** Entries supplied follows **
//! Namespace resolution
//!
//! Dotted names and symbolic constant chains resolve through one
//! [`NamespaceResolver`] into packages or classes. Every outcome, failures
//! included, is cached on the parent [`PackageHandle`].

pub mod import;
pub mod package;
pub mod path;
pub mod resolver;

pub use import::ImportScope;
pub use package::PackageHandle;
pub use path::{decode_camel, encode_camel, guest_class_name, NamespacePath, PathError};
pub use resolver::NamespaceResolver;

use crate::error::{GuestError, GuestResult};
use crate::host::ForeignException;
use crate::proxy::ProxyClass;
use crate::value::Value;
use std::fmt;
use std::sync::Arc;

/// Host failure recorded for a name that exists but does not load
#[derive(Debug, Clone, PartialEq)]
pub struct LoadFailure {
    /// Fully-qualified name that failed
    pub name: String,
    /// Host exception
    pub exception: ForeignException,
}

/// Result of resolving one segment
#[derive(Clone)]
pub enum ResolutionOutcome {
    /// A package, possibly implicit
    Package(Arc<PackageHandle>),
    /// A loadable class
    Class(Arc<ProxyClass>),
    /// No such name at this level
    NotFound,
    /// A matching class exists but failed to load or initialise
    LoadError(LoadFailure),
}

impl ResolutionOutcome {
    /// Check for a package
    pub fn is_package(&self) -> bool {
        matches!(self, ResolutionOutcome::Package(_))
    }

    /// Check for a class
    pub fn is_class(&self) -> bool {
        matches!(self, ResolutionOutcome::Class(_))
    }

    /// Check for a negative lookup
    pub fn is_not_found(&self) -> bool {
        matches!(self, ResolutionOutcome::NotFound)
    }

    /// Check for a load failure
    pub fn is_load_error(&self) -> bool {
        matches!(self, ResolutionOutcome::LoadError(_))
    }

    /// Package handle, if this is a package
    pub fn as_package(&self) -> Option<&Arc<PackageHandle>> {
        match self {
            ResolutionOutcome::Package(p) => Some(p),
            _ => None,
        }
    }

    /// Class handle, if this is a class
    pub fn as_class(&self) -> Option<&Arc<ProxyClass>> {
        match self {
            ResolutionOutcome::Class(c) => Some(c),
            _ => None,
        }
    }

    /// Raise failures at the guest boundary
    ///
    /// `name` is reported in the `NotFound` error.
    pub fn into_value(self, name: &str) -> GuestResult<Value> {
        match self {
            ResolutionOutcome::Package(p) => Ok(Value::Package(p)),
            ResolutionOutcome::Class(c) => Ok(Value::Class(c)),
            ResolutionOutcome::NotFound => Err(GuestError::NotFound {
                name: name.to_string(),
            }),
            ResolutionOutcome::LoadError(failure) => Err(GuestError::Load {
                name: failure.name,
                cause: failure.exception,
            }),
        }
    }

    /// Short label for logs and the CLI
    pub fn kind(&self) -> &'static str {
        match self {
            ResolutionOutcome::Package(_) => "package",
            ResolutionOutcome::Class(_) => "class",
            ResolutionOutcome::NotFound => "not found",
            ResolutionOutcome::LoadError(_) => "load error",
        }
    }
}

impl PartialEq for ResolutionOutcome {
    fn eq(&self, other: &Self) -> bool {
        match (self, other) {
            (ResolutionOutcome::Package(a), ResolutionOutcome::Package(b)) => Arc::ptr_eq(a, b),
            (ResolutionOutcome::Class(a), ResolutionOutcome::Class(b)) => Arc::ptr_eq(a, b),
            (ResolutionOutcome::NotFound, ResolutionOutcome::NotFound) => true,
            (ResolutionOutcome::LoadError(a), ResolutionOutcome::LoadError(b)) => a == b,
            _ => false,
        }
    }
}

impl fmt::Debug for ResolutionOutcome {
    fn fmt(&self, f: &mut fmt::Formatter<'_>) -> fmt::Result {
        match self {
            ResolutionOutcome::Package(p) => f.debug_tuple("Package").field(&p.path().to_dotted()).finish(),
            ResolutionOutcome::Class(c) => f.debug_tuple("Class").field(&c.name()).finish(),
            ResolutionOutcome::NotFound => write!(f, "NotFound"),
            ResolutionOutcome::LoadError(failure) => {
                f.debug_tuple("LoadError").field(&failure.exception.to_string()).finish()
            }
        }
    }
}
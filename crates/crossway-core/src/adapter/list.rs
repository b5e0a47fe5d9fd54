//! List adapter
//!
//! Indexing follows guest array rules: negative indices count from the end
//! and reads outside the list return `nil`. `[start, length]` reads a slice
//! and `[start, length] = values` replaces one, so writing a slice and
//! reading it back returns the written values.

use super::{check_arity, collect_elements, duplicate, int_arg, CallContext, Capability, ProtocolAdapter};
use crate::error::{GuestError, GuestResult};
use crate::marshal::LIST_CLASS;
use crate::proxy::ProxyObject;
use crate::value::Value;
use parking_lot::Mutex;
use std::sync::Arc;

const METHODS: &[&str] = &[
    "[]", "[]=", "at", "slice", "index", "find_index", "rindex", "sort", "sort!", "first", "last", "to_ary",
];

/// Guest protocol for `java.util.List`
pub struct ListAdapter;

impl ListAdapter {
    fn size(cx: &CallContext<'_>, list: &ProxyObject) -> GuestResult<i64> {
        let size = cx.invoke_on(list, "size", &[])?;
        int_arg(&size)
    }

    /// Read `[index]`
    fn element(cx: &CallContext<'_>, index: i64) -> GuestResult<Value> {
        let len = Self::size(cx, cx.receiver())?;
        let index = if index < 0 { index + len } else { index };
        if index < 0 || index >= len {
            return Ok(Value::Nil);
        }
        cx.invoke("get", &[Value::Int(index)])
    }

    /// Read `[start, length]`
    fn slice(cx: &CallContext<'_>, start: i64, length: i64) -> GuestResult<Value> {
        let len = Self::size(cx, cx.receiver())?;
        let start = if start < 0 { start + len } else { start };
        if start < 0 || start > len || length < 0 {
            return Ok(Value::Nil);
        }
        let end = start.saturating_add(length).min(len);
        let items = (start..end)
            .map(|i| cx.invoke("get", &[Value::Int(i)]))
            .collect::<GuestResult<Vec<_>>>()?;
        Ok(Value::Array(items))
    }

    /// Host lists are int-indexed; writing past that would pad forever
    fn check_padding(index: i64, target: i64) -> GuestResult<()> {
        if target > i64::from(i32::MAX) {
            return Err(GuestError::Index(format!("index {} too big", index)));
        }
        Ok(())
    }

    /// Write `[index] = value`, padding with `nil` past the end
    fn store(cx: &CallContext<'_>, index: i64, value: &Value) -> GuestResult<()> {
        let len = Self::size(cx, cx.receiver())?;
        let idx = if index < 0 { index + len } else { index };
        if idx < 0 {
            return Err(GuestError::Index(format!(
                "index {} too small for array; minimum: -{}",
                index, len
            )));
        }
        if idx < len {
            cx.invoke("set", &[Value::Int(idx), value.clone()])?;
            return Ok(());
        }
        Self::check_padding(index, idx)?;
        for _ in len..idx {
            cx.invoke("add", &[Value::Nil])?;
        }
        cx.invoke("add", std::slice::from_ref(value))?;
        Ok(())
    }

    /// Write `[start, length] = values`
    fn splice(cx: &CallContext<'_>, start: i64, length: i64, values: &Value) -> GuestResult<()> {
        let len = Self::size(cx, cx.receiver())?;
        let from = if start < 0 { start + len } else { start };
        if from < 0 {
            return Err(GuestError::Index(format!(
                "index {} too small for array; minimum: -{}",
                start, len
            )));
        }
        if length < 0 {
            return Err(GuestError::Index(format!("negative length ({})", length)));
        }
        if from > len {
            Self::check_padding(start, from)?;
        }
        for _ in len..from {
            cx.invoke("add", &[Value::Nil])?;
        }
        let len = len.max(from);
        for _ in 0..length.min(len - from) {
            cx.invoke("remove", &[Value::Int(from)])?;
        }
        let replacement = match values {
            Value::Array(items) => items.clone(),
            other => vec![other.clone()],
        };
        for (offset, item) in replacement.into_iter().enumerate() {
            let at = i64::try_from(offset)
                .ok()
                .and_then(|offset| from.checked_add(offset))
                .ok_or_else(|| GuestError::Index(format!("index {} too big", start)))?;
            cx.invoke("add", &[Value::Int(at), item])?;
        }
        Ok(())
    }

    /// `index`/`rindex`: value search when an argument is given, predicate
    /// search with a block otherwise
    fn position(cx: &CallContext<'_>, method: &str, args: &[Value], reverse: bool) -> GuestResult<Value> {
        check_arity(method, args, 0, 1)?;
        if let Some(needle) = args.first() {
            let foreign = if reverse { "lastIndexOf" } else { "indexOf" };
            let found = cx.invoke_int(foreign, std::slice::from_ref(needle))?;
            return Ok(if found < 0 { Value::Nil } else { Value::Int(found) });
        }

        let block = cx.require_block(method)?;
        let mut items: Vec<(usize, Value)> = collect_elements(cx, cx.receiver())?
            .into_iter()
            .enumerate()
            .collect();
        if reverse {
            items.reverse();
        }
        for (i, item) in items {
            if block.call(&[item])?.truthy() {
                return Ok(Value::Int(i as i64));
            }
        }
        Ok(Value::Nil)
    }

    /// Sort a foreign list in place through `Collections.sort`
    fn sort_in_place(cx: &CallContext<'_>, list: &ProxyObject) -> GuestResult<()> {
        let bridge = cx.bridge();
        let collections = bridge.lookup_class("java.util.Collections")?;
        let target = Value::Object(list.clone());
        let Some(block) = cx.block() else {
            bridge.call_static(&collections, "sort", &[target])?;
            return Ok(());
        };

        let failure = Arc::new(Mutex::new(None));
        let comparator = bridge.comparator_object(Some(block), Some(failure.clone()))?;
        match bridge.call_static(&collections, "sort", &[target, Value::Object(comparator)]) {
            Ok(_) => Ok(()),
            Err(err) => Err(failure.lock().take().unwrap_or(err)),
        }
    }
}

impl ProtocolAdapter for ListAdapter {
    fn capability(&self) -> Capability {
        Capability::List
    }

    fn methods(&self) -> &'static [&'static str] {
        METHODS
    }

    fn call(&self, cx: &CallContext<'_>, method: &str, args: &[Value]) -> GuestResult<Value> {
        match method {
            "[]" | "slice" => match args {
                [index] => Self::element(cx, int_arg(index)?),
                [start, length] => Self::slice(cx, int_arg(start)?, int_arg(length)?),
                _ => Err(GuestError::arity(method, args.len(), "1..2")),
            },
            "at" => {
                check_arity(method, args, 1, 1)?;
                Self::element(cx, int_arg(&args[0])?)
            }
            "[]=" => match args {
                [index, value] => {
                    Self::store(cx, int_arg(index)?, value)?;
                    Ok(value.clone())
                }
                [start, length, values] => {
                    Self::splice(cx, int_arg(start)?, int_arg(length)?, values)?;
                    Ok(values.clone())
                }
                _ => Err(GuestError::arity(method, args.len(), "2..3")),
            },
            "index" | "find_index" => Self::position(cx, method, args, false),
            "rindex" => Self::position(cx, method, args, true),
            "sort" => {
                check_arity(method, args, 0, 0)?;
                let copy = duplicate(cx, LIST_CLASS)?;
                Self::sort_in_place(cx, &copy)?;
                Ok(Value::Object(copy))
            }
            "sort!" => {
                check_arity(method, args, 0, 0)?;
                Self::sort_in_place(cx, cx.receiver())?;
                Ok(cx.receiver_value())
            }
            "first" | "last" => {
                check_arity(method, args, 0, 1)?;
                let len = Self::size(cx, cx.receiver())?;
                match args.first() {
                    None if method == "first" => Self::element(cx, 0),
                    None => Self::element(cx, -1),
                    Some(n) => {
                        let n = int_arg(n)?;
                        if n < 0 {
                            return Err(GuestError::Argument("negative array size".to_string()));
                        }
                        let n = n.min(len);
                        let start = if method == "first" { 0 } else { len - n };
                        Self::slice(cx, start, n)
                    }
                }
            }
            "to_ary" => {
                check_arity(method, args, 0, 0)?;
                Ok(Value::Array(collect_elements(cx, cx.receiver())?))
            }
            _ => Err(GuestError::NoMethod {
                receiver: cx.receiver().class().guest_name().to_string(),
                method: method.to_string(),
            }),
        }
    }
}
** End of Entries supplied **
** Entries supplied follows **
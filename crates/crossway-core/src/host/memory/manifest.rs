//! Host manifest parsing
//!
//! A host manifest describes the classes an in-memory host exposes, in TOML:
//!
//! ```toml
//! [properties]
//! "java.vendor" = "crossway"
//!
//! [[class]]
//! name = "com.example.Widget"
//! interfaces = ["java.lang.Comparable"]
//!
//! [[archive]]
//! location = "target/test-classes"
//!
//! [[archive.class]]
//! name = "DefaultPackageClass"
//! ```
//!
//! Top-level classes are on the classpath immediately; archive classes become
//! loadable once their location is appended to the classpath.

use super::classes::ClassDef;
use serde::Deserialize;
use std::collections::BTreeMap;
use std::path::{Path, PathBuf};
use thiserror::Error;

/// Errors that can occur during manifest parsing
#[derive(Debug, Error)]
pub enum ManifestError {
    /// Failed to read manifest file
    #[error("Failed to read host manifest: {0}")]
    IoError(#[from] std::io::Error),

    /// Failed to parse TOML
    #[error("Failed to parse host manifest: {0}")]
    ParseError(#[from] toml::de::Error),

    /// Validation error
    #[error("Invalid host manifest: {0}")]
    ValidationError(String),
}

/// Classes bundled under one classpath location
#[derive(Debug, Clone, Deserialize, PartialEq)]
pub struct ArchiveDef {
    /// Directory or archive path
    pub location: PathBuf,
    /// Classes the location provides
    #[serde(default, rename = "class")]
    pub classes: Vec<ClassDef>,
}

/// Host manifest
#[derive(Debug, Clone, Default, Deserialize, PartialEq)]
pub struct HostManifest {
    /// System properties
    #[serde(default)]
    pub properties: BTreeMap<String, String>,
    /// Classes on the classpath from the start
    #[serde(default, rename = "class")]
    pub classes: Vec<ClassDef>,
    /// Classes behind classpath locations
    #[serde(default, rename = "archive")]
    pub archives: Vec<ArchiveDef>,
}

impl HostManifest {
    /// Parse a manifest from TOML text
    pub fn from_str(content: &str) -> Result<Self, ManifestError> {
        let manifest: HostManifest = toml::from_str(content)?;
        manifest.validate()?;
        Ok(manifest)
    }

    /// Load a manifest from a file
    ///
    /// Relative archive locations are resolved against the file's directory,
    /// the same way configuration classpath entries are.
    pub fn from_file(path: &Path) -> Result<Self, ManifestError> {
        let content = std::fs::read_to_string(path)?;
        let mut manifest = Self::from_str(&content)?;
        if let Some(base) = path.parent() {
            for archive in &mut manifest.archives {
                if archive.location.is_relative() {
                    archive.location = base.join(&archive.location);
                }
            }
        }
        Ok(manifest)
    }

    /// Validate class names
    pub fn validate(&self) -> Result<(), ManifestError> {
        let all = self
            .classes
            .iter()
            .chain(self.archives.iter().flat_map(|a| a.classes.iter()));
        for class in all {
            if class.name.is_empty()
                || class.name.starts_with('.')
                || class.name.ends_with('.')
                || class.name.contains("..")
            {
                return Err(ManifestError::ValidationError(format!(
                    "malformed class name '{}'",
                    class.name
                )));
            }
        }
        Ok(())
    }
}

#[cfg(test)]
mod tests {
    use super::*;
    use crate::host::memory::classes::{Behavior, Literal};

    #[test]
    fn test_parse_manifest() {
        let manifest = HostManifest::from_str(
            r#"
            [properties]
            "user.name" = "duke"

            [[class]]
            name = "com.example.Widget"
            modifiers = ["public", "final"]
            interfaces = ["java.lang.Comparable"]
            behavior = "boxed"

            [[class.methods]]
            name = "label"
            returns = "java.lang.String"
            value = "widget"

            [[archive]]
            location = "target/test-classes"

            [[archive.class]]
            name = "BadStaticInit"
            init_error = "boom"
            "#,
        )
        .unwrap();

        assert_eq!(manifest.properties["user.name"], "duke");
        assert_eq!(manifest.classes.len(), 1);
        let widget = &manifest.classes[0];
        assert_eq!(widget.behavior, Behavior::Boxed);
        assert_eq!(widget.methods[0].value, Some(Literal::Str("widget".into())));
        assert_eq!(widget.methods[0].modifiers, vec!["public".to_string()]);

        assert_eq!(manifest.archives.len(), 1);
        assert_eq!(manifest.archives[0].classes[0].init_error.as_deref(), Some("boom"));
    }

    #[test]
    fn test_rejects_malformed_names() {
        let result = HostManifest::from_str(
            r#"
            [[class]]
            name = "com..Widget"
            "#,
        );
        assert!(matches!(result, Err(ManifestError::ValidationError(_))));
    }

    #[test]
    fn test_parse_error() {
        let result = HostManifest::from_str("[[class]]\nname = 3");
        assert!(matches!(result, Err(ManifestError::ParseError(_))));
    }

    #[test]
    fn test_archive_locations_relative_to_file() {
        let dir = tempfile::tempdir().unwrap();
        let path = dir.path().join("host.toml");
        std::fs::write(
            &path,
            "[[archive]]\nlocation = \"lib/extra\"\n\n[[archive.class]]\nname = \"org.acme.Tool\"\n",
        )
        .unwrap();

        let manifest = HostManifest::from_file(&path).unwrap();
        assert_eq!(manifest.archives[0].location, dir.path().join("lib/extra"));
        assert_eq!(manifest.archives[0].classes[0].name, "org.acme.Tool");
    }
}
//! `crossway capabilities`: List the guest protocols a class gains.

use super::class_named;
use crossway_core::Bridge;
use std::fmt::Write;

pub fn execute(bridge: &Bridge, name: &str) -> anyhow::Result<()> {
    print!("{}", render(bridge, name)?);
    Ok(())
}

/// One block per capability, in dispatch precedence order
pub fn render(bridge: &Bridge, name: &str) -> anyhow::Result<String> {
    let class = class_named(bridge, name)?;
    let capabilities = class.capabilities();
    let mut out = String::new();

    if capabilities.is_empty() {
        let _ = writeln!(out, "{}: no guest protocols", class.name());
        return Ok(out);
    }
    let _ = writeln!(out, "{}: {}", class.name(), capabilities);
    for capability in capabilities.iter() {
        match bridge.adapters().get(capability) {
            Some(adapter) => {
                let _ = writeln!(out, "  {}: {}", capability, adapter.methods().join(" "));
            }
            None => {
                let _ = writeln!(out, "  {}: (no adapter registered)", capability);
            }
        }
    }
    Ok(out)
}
** End of Entries supplied **
** Entries supplied follows **
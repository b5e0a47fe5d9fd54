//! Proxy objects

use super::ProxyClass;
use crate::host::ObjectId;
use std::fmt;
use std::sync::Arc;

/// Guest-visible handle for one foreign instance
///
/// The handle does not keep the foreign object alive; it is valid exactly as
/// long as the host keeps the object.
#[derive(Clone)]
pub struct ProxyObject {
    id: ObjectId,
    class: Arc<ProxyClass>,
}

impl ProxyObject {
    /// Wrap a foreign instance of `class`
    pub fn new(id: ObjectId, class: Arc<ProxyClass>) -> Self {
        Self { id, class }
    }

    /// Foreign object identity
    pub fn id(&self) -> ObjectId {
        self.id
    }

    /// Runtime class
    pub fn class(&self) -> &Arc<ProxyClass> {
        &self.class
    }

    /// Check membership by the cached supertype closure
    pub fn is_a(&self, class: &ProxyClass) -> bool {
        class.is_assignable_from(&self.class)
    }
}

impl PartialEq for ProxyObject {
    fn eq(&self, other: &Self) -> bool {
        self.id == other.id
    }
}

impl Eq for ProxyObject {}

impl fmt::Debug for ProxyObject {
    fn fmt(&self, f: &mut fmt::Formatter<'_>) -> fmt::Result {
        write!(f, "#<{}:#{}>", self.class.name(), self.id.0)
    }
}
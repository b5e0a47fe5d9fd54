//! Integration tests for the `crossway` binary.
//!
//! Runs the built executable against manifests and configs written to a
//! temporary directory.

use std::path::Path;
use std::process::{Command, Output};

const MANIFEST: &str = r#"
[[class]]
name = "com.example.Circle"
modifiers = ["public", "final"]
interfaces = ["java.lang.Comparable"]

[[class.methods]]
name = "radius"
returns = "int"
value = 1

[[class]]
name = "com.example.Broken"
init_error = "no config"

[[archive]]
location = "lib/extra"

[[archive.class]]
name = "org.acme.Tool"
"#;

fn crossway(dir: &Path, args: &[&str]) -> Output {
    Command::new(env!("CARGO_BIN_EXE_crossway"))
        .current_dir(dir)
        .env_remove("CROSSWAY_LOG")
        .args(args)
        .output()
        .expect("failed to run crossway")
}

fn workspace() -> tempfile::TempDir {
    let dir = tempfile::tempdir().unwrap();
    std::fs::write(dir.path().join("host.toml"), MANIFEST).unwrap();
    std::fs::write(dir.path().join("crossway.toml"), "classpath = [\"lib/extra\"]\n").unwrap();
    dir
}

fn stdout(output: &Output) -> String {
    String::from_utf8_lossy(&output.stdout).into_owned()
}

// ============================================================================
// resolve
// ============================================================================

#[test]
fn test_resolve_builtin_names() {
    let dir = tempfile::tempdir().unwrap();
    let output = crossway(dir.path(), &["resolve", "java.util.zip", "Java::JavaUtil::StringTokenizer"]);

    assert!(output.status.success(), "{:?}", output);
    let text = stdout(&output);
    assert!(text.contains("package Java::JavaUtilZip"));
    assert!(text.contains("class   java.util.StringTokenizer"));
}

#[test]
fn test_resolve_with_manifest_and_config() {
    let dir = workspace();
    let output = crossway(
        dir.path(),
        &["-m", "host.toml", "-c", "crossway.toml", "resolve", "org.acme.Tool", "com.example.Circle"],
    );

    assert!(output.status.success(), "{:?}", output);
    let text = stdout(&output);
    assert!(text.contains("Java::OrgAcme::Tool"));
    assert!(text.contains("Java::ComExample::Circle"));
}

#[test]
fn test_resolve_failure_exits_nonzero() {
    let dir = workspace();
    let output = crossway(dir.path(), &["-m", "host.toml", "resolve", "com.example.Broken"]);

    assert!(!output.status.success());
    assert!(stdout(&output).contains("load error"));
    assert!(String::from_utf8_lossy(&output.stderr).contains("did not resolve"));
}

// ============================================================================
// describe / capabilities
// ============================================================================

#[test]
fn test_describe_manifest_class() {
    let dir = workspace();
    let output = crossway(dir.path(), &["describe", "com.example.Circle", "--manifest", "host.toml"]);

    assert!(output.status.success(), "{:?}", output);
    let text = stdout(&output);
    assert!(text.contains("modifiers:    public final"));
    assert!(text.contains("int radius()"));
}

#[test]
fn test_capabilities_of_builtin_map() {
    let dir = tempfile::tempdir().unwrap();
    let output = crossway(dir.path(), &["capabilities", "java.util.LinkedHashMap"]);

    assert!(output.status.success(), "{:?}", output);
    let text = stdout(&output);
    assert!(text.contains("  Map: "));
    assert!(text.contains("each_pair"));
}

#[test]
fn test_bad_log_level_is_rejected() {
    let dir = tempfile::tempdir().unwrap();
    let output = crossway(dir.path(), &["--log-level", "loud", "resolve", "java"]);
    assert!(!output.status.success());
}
** End of Entries supplied **
### What is required
For each line in the data above that contains the string "items", extract the line.

### Problem solution
        let items = (start..end)
        Ok(Value::Array(items))
            Value::Array(items) => items.clone(),
        let mut items: Vec<(usize, Value)> = collect_elements(cx, cx.receiver())?
            items.reverse();
        for (i, item) in items {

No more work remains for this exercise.